Chronic inflammation is involved in cellular transformation, survival, proliferation, invasion, and metastasis of tumor cells 8. As an inflammation‐sensitive marker, serum CRP has been demonstrated to be an independent prognostic indicator for clinical outcomes and posttherapy monitoring in cervical cancer 21, 22. Interleukin‐6 (IL‐6) can be released from the tumor microenvironment by leukocytes and promote the generation of CRP 23, 24. High CRP is most likely to be associated with tumor necrosis, local tissue damage, and inflammation response in cancer patients 25. A study by Polterauer et al. demonstrated that polymorphisms of the CRP gene can weaken the immune defense of tumor patients and increase the serum CRP levels 22. CRP‐lowering drugs, such as COX inhibitors and lipid‐lowering agents, have already been confirmed as effective therapeutic targets for patients undergoing cardiovascular therapy, providing promising clues for theoretical efficacy in cancer prevention and therapy 26. Many epidemiological studies have shown that the long‐term use of COX inhibitors and lipid‐lowering agents is related to decreased risk of various human cancers including cervical cancer 26, 27. Previous studies have shown that statins, CRP‐lowering drugs, have antitumor proliferative, antitumor angiogenic, and antitumor metastatic properties, and therefore, represent a novel treatment method for cancer prevention and treatment 28. Furthermore, anti‐IL‐6 therapy not only decreases CRP levels but also improves the nutritional status of cancer patients by increasing their appetite 29.
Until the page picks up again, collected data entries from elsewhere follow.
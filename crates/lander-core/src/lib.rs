//! Lander Core - landing page variant domain kernel
//!
//! This crate provides the foundational data structures and pure operations for
//! resolving which landing page variant a visitor sees:
//! - Variant, ContentSection and VariantSnapshot models
//! - The landing read-model and its pricing/download/branding parts
//! - Validation rules for weights, axes, statuses, slugs and section types
//! - Weighted random variant selection
//! - Header normalization and fallback payload parsing
//! - Error facility, logging facility and the observability collaborator

pub mod errors;
pub mod fallback;
pub mod logging_facility;
pub mod model;
pub mod observability;
pub mod rules;
pub mod selection;

#[doc(hidden)]
pub use lander_core_types::schema as __schema;

// Re-export commonly used types
pub use errors::{ExError, ExErrorKind, Result, RuleViolation};
pub use fallback::FallbackPayload;
pub use model::{
    AxisCatalog, ContentSection, HeaderConfig, LandingConfigResponse, SectionInput, SectionType,
    Variant, VariantSnapshot, VariantStatus,
};
pub use observability::{Observer, RecordingObserver, TracingObserver};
Malnutrition accounts for 20% of all cancer‐related deaths 30. Approximately 40–80% of all cancer patients will experience malnutrition at some stage during the clinical course of their disease 30. In fact, studies have demonstrated that approximately 62–88% of gynecological cancer patients will experience malnutrition 31, 32. Various factors including hemoglobin, total protein, albumin, and transferrin are used to evaluate the nutritional status in patients with gynecological cancer 33. Malnutrition and inflammation suppresses the synthesis of serum albumin, which can reflect the nutritional status of patients, as well as the severity, progression, and prognosis of disease 34. IL‐6 can regulate albumin production and decrease the serum albumin concentration 35. Similarly, the serum albumin level, which correlates well to body immunity and nutrition status, may increase the CRP concentration and induce inflammation 36, 37. Serum albumin has been shown as an independent predictor of clinical outcomes in various cancers, such as lung cancer, breast cancer, colorectal cancer, ovarian, and cervical cancer 33, 38. In addition, many studies have combined CRP and albumin to create new inflammation‐based scores such as the Glasgow Prognostic Score (GPS) and CAR. Both the GPS and CAR have been confirmed as independent indicators of poor survival in various cancer types 39, 40. To date, the relationship between CAR and cervical cancer prognosis is obscure. Hence, we decided to combine CRP and serum albumin to create a new inflammatory prognostic factor in stage IB‐IIA cervical cancer.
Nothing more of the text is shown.